Stored data:

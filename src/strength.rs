use std::collections::HashMap;

use serde::Serialize;
use tracing::{debug, warn};

use crate::error::{FeatureError, Result};
use crate::league_table::{LeagueTable, Tier};
use crate::season::Season;
use crate::team_history::{FixtureRow, HistoryRow, TeamTable, Venue};

#[derive(Debug, Clone, Copy, PartialEq, Eq)]
pub struct TierSchedule {
    pub teams: u32,
}

impl TierSchedule {
    pub fn season_matches(&self) -> u32 {
        self.teams * self.teams.saturating_sub(1)
    }

    /// Home (or away) matches each team plays.
    pub fn venue_matches(&self) -> u32 {
        self.teams.saturating_sub(1)
    }
}

#[derive(Debug, Clone, Copy, PartialEq, Eq)]
pub struct StrengthConfig {
    pub top: TierSchedule,
    pub second: TierSchedule,
}

impl Default for StrengthConfig {
    fn default() -> Self {
        Self {
            top: TierSchedule { teams: 20 },
            second: TierSchedule { teams: 24 },
        }
    }
}

impl StrengthConfig {
    pub fn schedule(&self, tier: Tier) -> TierSchedule {
        match tier {
            Tier::Top => self.top,
            Tier::Second => self.second,
        }
    }
}

#[derive(Debug, Clone, Copy, PartialEq)]
pub struct LeagueAverages {
    pub home_scored: f64,
    pub home_conceded: f64,
    pub away_scored: f64,
    pub away_conceded: f64,
}

pub fn league_averages(table: &LeagueTable, schedule: TierSchedule) -> LeagueAverages {
    let matches = f64::from(schedule.season_matches());
    let total = |f: fn(&crate::league_table::LeagueTableRow) -> u32| {
        f64::from(table.rows.iter().map(f).sum::<u32>()) / matches
    };
    LeagueAverages {
        home_scored: total(|r| r.home.goals.scored),
        home_conceded: total(|r| r.home.goals.conceded),
        away_scored: total(|r| r.away.goals.scored),
        away_conceded: total(|r| r.away.goals.conceded),
    }
}

#[derive(Debug, Clone, Copy, PartialEq, Serialize)]
pub struct VenueStrength {
    /// `None` when the league-wide rate is zero.
    pub attack: Option<f64>,
    pub defense: Option<f64>,
}

#[derive(Debug, Clone, PartialEq, Serialize)]
pub struct StrengthCoefficient {
    pub team: String,
    pub prior_season: Season,
    pub source_tier: Tier,
    pub rank: u32,
    pub home: VenueStrength,
    pub away: VenueStrength,
}

impl StrengthCoefficient {
    pub fn at(&self, venue: Venue) -> VenueStrength {
        match venue {
            Venue::Home => self.home,
            Venue::Away => self.away,
        }
    }

    pub fn from_second_tier(&self) -> bool {
        self.source_tier == Tier::Second
    }
}

fn ratio(team_avg: f64, league_avg: f64) -> Option<f64> {
    (league_avg > 0.0).then(|| team_avg / league_avg)
}

pub fn tier_strengths(table: &LeagueTable, schedule: TierSchedule) -> Vec<StrengthCoefficient> {
    let league = league_averages(table, schedule);
    let per_venue = f64::from(schedule.venue_matches());
    table
        .rows
        .iter()
        .map(|row| {
            let avg = |goals: u32| f64::from(goals) / per_venue;
            StrengthCoefficient {
                team: row.team.clone(),
                prior_season: table.season,
                source_tier: table.tier,
                rank: row.rank,
                home: VenueStrength {
                    attack: ratio(avg(row.home.goals.scored), league.home_scored),
                    defense: ratio(avg(row.home.goals.conceded), league.home_conceded),
                },
                away: VenueStrength {
                    attack: ratio(avg(row.away.goals.scored), league.away_scored),
                    defense: ratio(avg(row.away.goals.conceded), league.away_conceded),
                },
            }
        })
        .collect()
}

/// Prior tier each team is known to have played in; resolves teams that
/// appear in both prior tables.
pub type LineageHints = HashMap<String, Tier>;

#[derive(Debug, Clone, Default)]
pub struct StrengthSet {
    entries: HashMap<String, Vec<StrengthCoefficient>>,
}

impl StrengthSet {
    /// `top` and `second` must be the tables of `season.previous()`; a
    /// missing table contributes no coefficients.
    pub fn compute(
        season: Season,
        top: Option<&LeagueTable>,
        second: Option<&LeagueTable>,
        config: &StrengthConfig,
    ) -> Result<Self> {
        let mut entries: HashMap<String, Vec<StrengthCoefficient>> = HashMap::new();
        for table in [top, second].into_iter().flatten() {
            if Some(table.season) != season.previous() {
                return Err(FeatureError::MalformedInput {
                    season,
                    record: format!("{} tier table {}", table.tier, table.season),
                    reason: "strength needs the immediately preceding season".to_string(),
                });
            }
            let coefficients = tier_strengths(table, config.schedule(table.tier));
            debug!(%season, tier = %table.tier, teams = coefficients.len(), "tier strengths");
            for c in coefficients {
                entries.entry(c.team.clone()).or_default().push(c);
            }
        }
        Ok(Self { entries })
    }

    pub fn candidates(&self, team: &str) -> &[StrengthCoefficient] {
        self.entries.get(team).map(Vec::as_slice).unwrap_or(&[])
    }

    pub fn collisions(&self) -> Vec<&str> {
        let mut out = self
            .entries
            .iter()
            .filter(|(_, v)| v.len() > 1)
            .map(|(k, _)| k.as_str())
            .collect::<Vec<_>>();
        out.sort_unstable();
        out
    }

    pub fn len(&self) -> usize {
        self.entries.values().map(Vec::len).sum()
    }

    pub fn is_empty(&self) -> bool {
        self.entries.is_empty()
    }

    /// The single coefficient for `team`. A team found in both tiers needs a
    /// lineage hint naming one of them.
    pub fn resolve(
        &self,
        season: Season,
        team: &str,
        hints: &LineageHints,
    ) -> Result<&StrengthCoefficient> {
        match self.candidates(team) {
            [] => Err(FeatureError::MissingPriorSeasonData {
                season,
                team: team.to_string(),
            }),
            [only] => Ok(only),
            many => {
                let hinted = hints.get(team).map(|tier| {
                    many.iter()
                        .filter(|c| c.source_tier == *tier)
                        .collect::<Vec<_>>()
                });
                match hinted.as_deref() {
                    Some([one]) => Ok(*one),
                    _ => Err(FeatureError::AmbiguousJoin {
                        context: "strength lineage",
                        key: format!("{team} ({season})"),
                        matches: many.len(),
                    }),
                }
            }
        }
    }

    /// Missing-coefficient errors for `teams`; ambiguity is not reported here.
    pub fn missing(&self, season: Season, teams: &[String]) -> Vec<FeatureError> {
        teams
            .iter()
            .filter(|t| self.candidates(t).is_empty())
            .map(|t| FeatureError::MissingPriorSeasonData {
                season,
                team: t.clone(),
            })
            .collect()
    }
}

#[derive(Debug, Clone, Copy, PartialEq, Serialize)]
pub struct SideStrength {
    pub attack: Option<f64>,
    pub defense: Option<f64>,
    pub from_second_tier: bool,
}

/// Venue-selected coefficients for both sides of a fixture. `None` means the
/// side has no prior-season data.
#[derive(Debug, Clone, Copy, PartialEq, Serialize)]
pub struct FixtureStrength {
    pub own: Option<SideStrength>,
    pub opponent: Option<SideStrength>,
}

#[derive(Debug, Clone, PartialEq, Serialize)]
pub struct StrengthRow {
    pub base: HistoryRow,
    pub strength: FixtureStrength,
}

impl FixtureRow for StrengthRow {
    fn history(&self) -> &HistoryRow {
        &self.base
    }
}

fn side(
    set: &StrengthSet,
    season: Season,
    team: &str,
    venue: Venue,
    hints: &LineageHints,
) -> Result<Option<SideStrength>> {
    match set.resolve(season, team, hints) {
        Ok(c) => {
            let at = c.at(venue);
            Ok(Some(SideStrength {
                attack: at.attack,
                defense: at.defense,
                from_second_tier: c.from_second_tier(),
            }))
        }
        Err(FeatureError::MissingPriorSeasonData { .. }) => Ok(None),
        Err(err) => Err(err),
    }
}

/// Attaches own and opponent coefficients to every fixture of `table`.
///
/// The team's coefficients follow its own venue; the opponent's follow the
/// opposite venue.
pub fn attach_strength(
    table: TeamTable<HistoryRow>,
    set: &StrengthSet,
    hints: &LineageHints,
) -> Result<TeamTable<StrengthRow>> {
    let season = table.season;
    let team = table.team.clone();
    let mut warned = false;
    table.try_widen(|base| {
        let own = side(set, season, &team, base.fixture.venue, hints)?;
        let opponent = side(set, season, &base.fixture.opponent, base.fixture.venue.flip(), hints)?;
        if own.is_none() && !warned {
            warn!(%season, team = %team, "no prior-season strength, coefficients left undefined");
            warned = true;
        }
        Ok(StrengthRow {
            base,
            strength: FixtureStrength { own, opponent },
        })
    })
}

#[cfg(test)]
mod tests {
    use super::*;

    #[test]
    fn schedule_constants() {
        let s = TierSchedule { teams: 20 };
        assert_eq!(s.season_matches(), 380);
        assert_eq!(s.venue_matches(), 19);
        let c = TierSchedule { teams: 24 };
        assert_eq!(c.season_matches(), 552);
        assert_eq!(c.venue_matches(), 23);
    }

    #[test]
    fn zero_league_rate_is_undefined() {
        assert_eq!(ratio(1.0, 0.0), None);
        assert_eq!(ratio(1.5, 1.5), Some(1.0));
    }
}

Problem description:
Of the lines in the data, report each one containing the string "ratio".

Exercise output:
fn ratio(team_avg: f64, league_avg: f64) -> Option<f64> {
                    attack: ratio(avg(row.home.goals.scored), league.home_scored),
                    defense: ratio(avg(row.home.goals.conceded), league.home_conceded),
                    attack: ratio(avg(row.away.goals.scored), league.away_scored),
                    defense: ratio(avg(row.away.goals.conceded), league.away_conceded),
        assert_eq!(ratio(1.0, 0.0), None);
        assert_eq!(ratio(1.5, 1.5), Some(1.0));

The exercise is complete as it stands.